**Exercise aim**
Output only an exact transcription of the line containing "kinds and strategies" and all lines that follow it in the data below.

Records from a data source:
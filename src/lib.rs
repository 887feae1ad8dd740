//! nxsds - NeXus datasource resolver
//!
//! Answers the question "which datasources does this set of NeXus components
//! need, and how is each one written?" against a configuration backend that
//! stores component and datasource definitions as XML documents.
//!
//! # Architecture Overview
//!
//! - A **component** is an XML fragment of a NeXus file layout. Components
//!   depend on each other through `$components.NAME` tokens.
//! - A **datasource** says where a value comes from: a Tango attribute, a
//!   client-provided value, a database query, or a Python script (`PYEVAL`).
//! - Each `field`, `attribute` or `dim` with a `strategy` child is written at
//!   one phase of a scan: `CONFIG`, `INIT`, `STEP` or `FINAL`.
//!
//! Resolution walks every component of the dependency closure, resolves the
//! datasource of each strategy-carrying node, and records it with the node's
//! strategy, value type and shape. Results render as a tree keyed by
//! component or as flat records.
//!
//! # Core Modules
//!
//! - [`backend`] - the [`backend::ConfigBackend`] contract, an in-memory and a
//!   directory implementation
//! - [`resolver`] - component walking, node resolution, shape resolution and
//!   the datasource registry
//! - [`output`] - filtering and tree/flat rendering
//! - [`models`] - datasource records, shapes, kinds and strategies
//! - [`core`] - error types and user-facing error context
//! - [`config`] - the optional TOML configuration file
//! - [`cli`] - the `nxsds` command-line interface
//!
//! # Example
//!
//! ```rust
//! use nxsds_cli::backend::MemoryBackend;
//! use nxsds_cli::output::{OutputMode, RecordFilter};
//! use nxsds_cli::resolver::{ComponentResolver, ResolverOptions};
//!
//! let backend = MemoryBackend::new()
//!     .with_component(
//!         "slit",
//!         r#"<definition><field name="gap" type="NX_FLOAT">
//!              <strategy mode="STEP"/>$datasources.gap</field></definition>"#,
//!     )
//!     .with_data_source(
//!         "gap",
//!         r#"<datasource type="CLIENT" name="gap"><record name="slit_gap"/></datasource>"#,
//!     );
//!
//! let resolver = ComponentResolver::new(&backend, ResolverOptions::default())?;
//! let description = resolver.components(None, &RecordFilter::default(), None, OutputMode::Tree)?;
//! let json = serde_json::to_value(&description).unwrap();
//! assert_eq!(json["slit"]["gap"][0][2], "slit_gap");
//! # Ok::<(), nxsds_cli::core::ResolverError>(())
//! ```

pub mod backend;
pub mod cli;
pub mod config;
pub mod constants;
pub mod core;
pub mod models;
pub mod output;
pub mod resolver;

// test_utils module is available for both unit tests and integration tests
#[cfg(any(test, feature = "test-utils"))]
pub mod test_utils;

**Answer box**
//! - [`models`] - datasource records, shapes, kinds and strategies
//! - [`core`] - error types and user-facing error context
//! - [`config`] - the optional TOML configuration file
//! - [`cli`] - the `nxsds` command-line interface
//!
//! # Example
//!
//! ```rust
//! use nxsds_cli::backend::MemoryBackend;
//! use nxsds_cli::output::{OutputMode, RecordFilter};
//! use nxsds_cli::resolver::{ComponentResolver, ResolverOptions};
//!
//! let backend = MemoryBackend::new()
//!     .with_component(
//!         "slit",
//!         r#"<definition><field name="gap" type="NX_FLOAT">
//!              <strategy mode="STEP"/>$datasources.gap</field></definition>"#,
//!     )
//!     .with_data_source(
//!         "gap",
//!         r#"<datasource type="CLIENT" name="gap"><record name="slit_gap"/></datasource>"#,
//!     );
//!
//! let resolver = ComponentResolver::new(&backend, ResolverOptions::default())?;
//! let description = resolver.components(None, &RecordFilter::default(), None, OutputMode::Tree)?;
//! let json = serde_json::to_value(&description).unwrap();
//! assert_eq!(json["slit"]["gap"][0][2], "slit_gap");
//! # Ok::<(), nxsds_cli::core::ResolverError>(())
//! ```

pub mod backend;
pub mod cli;
pub mod config;
pub mod constants;
pub mod core;
pub mod models;
pub mod output;
pub mod resolver;

// test_utils module is available for both unit tests and integration tests
#[cfg(any(test, feature = "test-utils"))]
pub mod test_utils;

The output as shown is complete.